WHAT YOU NEED TO DO: Which lines of the data contain the string "coercions"? Copy every one of them.

===== PROVIDED INFORMATION =====

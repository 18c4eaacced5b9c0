use std::collections::{BTreeMap, HashMap};

use chrono::NaiveDate;
use sha2::{Digest, Sha256};

use crate::error::{MarketbookError, ParseError, Result};
use crate::models::{IncomeRow, ProcessedFile, RawUpload, StoreIdentity};
use crate::platforms::Platform;
use crate::workbook::Workbook;

/// A file that produced no rows, and why.
#[derive(Debug)]
pub struct FileWarning {
    pub file_name: String,
    pub error: MarketbookError,
}

#[derive(Debug, Default)]
pub struct BatchOutcome {
    pub files: Vec<ProcessedFile>,
    pub warnings: Vec<FileWarning>,
}

impl BatchOutcome {
    /// Flatten all processed files into one row per (store account, date).
    /// Files for the same store with overlapping dates are summed.
    pub fn income_rows(&self) -> Vec<IncomeRow> {
        let mut merged: BTreeMap<(String, NaiveDate), IncomeRow> = BTreeMap::new();
        for file in &self.files {
            for row in &file.rows {
                merged
                    .entry((file.store_account_id.clone(), row.date))
                    .and_modify(|r| r.net_income += row.net_income)
                    .or_insert_with(|| IncomeRow {
                        store_account_id: file.store_account_id.clone(),
                        store_name: file.store.store_name.clone(),
                        account_name: file.store.account_name.clone(),
                        date: row.date,
                        net_income: row.net_income,
                    });
            }
        }
        merged.into_values().collect()
    }
}

pub fn compute_checksum(content: &[u8]) -> String {
    let mut hasher = Sha256::new();
    hasher.update(content);
    hex::encode(hasher.finalize())
}

/// Parse every upload against its assigned store. A failing file becomes a
/// warning; the rest of the batch carries on.
pub fn process_batch(
    uploads: &[RawUpload],
    assignments: &HashMap<String, StoreIdentity>,
    platform_override: Option<&str>,
) -> BatchOutcome {
    process_batch_with(uploads, assignments, platform_override, |upload| {
        Workbook::from_bytes(&upload.content)
    })
}

pub fn process_batch_with<F>(
    uploads: &[RawUpload],
    assignments: &HashMap<String, StoreIdentity>,
    platform_override: Option<&str>,
    load: F,
) -> BatchOutcome
where
    F: Fn(&RawUpload) -> std::result::Result<Workbook, ParseError>,
{
    let mut outcome = BatchOutcome::default();
    for upload in uploads {
        let store = assignments.get(&upload.file_name);
        match process_file(upload, store, platform_override, &load) {
            Ok(file) => {
                tracing::info!(
                    file = %file.file_name,
                    platform = file.platform.key(),
                    store = %file.store_account_id,
                    days = file.rows.len(),
                    coerced = file.coercions.len(),
                    "processed upload"
                );
                outcome.files.push(file);
            }
            Err(error) => {
                tracing::warn!(file = %upload.file_name, "skipped upload: {error}");
                outcome.warnings.push(FileWarning {
                    file_name: upload.file_name.clone(),
                    error,
                });
            }
        }
    }
    outcome
}

fn process_file<F>(
    upload: &RawUpload,
    store: Option<&StoreIdentity>,
    platform_override: Option<&str>,
    load: &F,
) -> Result<ProcessedFile>
where
    F: Fn(&RawUpload) -> std::result::Result<Workbook, ParseError>,
{
    let store = store.ok_or_else(|| MarketbookError::MissingAssignment(upload.file_name.clone()))?;
    let platform = Platform::from_tag(platform_override.unwrap_or(upload.platform_tag.as_str()))?;
    let workbook = load(upload)?;
    let parsed = platform.parse(&workbook)?;

    Ok(ProcessedFile {
        file_name: upload.file_name.clone(),
        platform,
        store: store.clone(),
        store_account_id: store.store_account_id(),
        rows: parsed.rows,
        coercions: parsed.coercions,
        checksum: compute_checksum(&upload.content),
    })
}

#[cfg(test)]
mod tests {
    use super::*;
    use crate::workbook::Sheet;
    use calamine::Data;

    fn s(v: &str) -> Data {
        Data::String(v.to_string())
    }

    fn d(y: i32, m: u32, day: u32) -> NaiveDate {
        NaiveDate::from_ymd_opt(y, m, day).unwrap()
    }

    fn upload(name: &str, tag: &str) -> RawUpload {
        RawUpload {
            file_name: name.to_string(),
            content: name.as_bytes().to_vec(),
            platform_tag: tag.to_string(),
        }
    }

    fn tiktok(rows: &[(&str, f64)]) -> Workbook {
        let mut grid = vec![vec![s("Order settled time(UTC)"), s("Total settlement amount")]];
        for (date, amount) in rows {
            grid.push(vec![s(date), Data::Float(*amount)]);
        }
        Workbook::from_sheets(vec![Sheet::new("Order details", grid)])
    }

    fn loader(
        books: Vec<(&'static str, Workbook)>,
    ) -> impl Fn(&RawUpload) -> std::result::Result<Workbook, ParseError> {
        let books: HashMap<&'static str, Workbook> = books.into_iter().collect();
        move |u: &RawUpload| {
            books
                .get(u.file_name.as_str())
                .cloned()
                .ok_or_else(|| ParseError::Unreadable(u.file_name.clone()))
        }
    }

    fn assign(pairs: &[(&str, &str, &str)]) -> HashMap<String, StoreIdentity> {
        pairs
            .iter()
            .map(|(file, store, account)| (file.to_string(), StoreIdentity::new(store, account)))
            .collect()
    }

    #[test]
    fn test_same_store_files_sum_per_date() {
        let uploads = vec![upload("week1.xlsx", "tiktok"), upload("week2.xlsx", "tiktok")];
        let load = loader(vec![
            ("week1.xlsx", tiktok(&[("2024-01-01", 100.0), ("2024-01-02", 10.0)])),
            ("week2.xlsx", tiktok(&[("2024-01-02", 5.0), ("2024-01-03", 1.0)])),
        ]);
        let assignments = assign(&[
            ("week1.xlsx", "tiktok", "main"),
            ("week2.xlsx", "tiktok", "main"),
        ]);
        let outcome = process_batch_with(&uploads, &assignments, None, load);
        assert!(outcome.warnings.is_empty());
        assert_eq!(outcome.files.len(), 2);

        let rows = outcome.income_rows();
        let summary: Vec<(NaiveDate, f64)> = rows.iter().map(|r| (r.date, r.net_income)).collect();
        assert_eq!(
            summary,
            vec![(d(2024, 1, 1), 100.0), (d(2024, 1, 2), 15.0), (d(2024, 1, 3), 1.0)]
        );
        assert!(rows.iter().all(|r| r.store_account_id == "tiktok_main"));
    }

    #[test]
    fn test_different_stores_stay_separate() {
        let uploads = vec![upload("a.xlsx", "tiktok"), upload("b.xlsx", "tiktok")];
        let load = loader(vec![
            ("a.xlsx", tiktok(&[("2024-01-01", 100.0)])),
            ("b.xlsx", tiktok(&[("2024-01-01", 7.0)])),
        ]);
        let assignments = assign(&[("a.xlsx", "tiktok", "one"), ("b.xlsx", "tiktok", "two")]);
        let rows = process_batch_with(&uploads, &assignments, None, load).income_rows();
        assert_eq!(rows.len(), 2);
        assert_eq!(rows[0].store_account_id, "tiktok_one");
        assert_eq!(rows[0].account_name, "one");
        assert_eq!(rows[1].net_income, 7.0);
    }

    #[test]
    fn test_missing_assignment_does_not_block_siblings() {
        let uploads = vec![upload("orphan.xlsx", "tiktok"), upload("ok.xlsx", "tiktok")];
        let load = loader(vec![
            ("orphan.xlsx", tiktok(&[("2024-01-01", 1.0)])),
            ("ok.xlsx", tiktok(&[("2024-01-01", 2.0)])),
        ]);
        let assignments = assign(&[("ok.xlsx", "tiktok", "main")]);
        let outcome = process_batch_with(&uploads, &assignments, None, load);
        assert_eq!(outcome.files.len(), 1);
        assert_eq!(outcome.files[0].file_name, "ok.xlsx");
        assert_eq!(outcome.warnings.len(), 1);
        assert!(matches!(
            &outcome.warnings[0].error,
            MarketbookError::MissingAssignment(f) if f == "orphan.xlsx"
        ));
    }

    #[test]
    fn test_unknown_platform_is_a_parse_warning() {
        let uploads = vec![upload("lazada.xlsx", "Lazada"), upload("ok.xlsx", "TikTok")];
        let load = loader(vec![
            ("lazada.xlsx", tiktok(&[("2024-01-01", 1.0)])),
            ("ok.xlsx", tiktok(&[("2024-01-01", 2.0)])),
        ]);
        let assignments = assign(&[
            ("lazada.xlsx", "Lazada", "main"),
            ("ok.xlsx", "TikTok", "main"),
        ]);
        let outcome = process_batch_with(&uploads, &assignments, None, load);
        assert_eq!(outcome.files.len(), 1);
        assert!(matches!(
            &outcome.warnings[0].error,
            MarketbookError::Parse(ParseError::UnknownPlatform(tag)) if tag == "Lazada"
        ));
    }

    #[test]
    fn test_platform_override_wins_over_upload_tag() {
        let uploads = vec![upload("report.xlsx", "My Shop")];
        let load = loader(vec![("report.xlsx", tiktok(&[("2024-01-01", 3.0)]))]);
        let assignments = assign(&[("report.xlsx", "My Shop", "main")]);
        let outcome = process_batch_with(&uploads, &assignments, Some("tiktok"), load);
        assert_eq!(outcome.files.len(), 1);
        assert_eq!(outcome.files[0].platform, Platform::TikTok);
        assert_eq!(outcome.files[0].store_account_id, "My Shop_main");
    }

    #[test]
    fn test_structural_mismatch_is_a_warning() {
        let uploads = vec![upload("shopee.xlsx", "shopee")];
        let load = loader(vec![("shopee.xlsx", tiktok(&[("2024-01-01", 3.0)]))]);
        let assignments = assign(&[("shopee.xlsx", "shopee", "main")]);
        let outcome = process_batch_with(&uploads, &assignments, None, load);
        assert!(outcome.files.is_empty());
        assert!(matches!(
            &outcome.warnings[0].error,
            MarketbookError::Parse(ParseError::MissingSheet(sheet)) if sheet == "Income"
        ));
        assert!(outcome.income_rows().is_empty());
    }

    #[test]
    fn test_unreadable_bytes_are_a_warning() {
        let uploads = vec![upload("broken.xlsx", "shopee")];
        let assignments = assign(&[("broken.xlsx", "shopee", "main")]);
        let outcome = process_batch(&uploads, &assignments, None);
        assert!(matches!(
            &outcome.warnings[0].error,
            MarketbookError::Parse(ParseError::Unreadable(_))
        ));
    }

    #[test]
    fn test_checksum_is_stable() {
        assert_eq!(compute_checksum(b"abc"), compute_checksum(b"abc"));
        assert_eq!(compute_checksum(b"abc").len(), 64);
    }
}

=====

FINISHED EXERCISE:
                    coerced = file.coercions.len(),
        coercions: parsed.coercions,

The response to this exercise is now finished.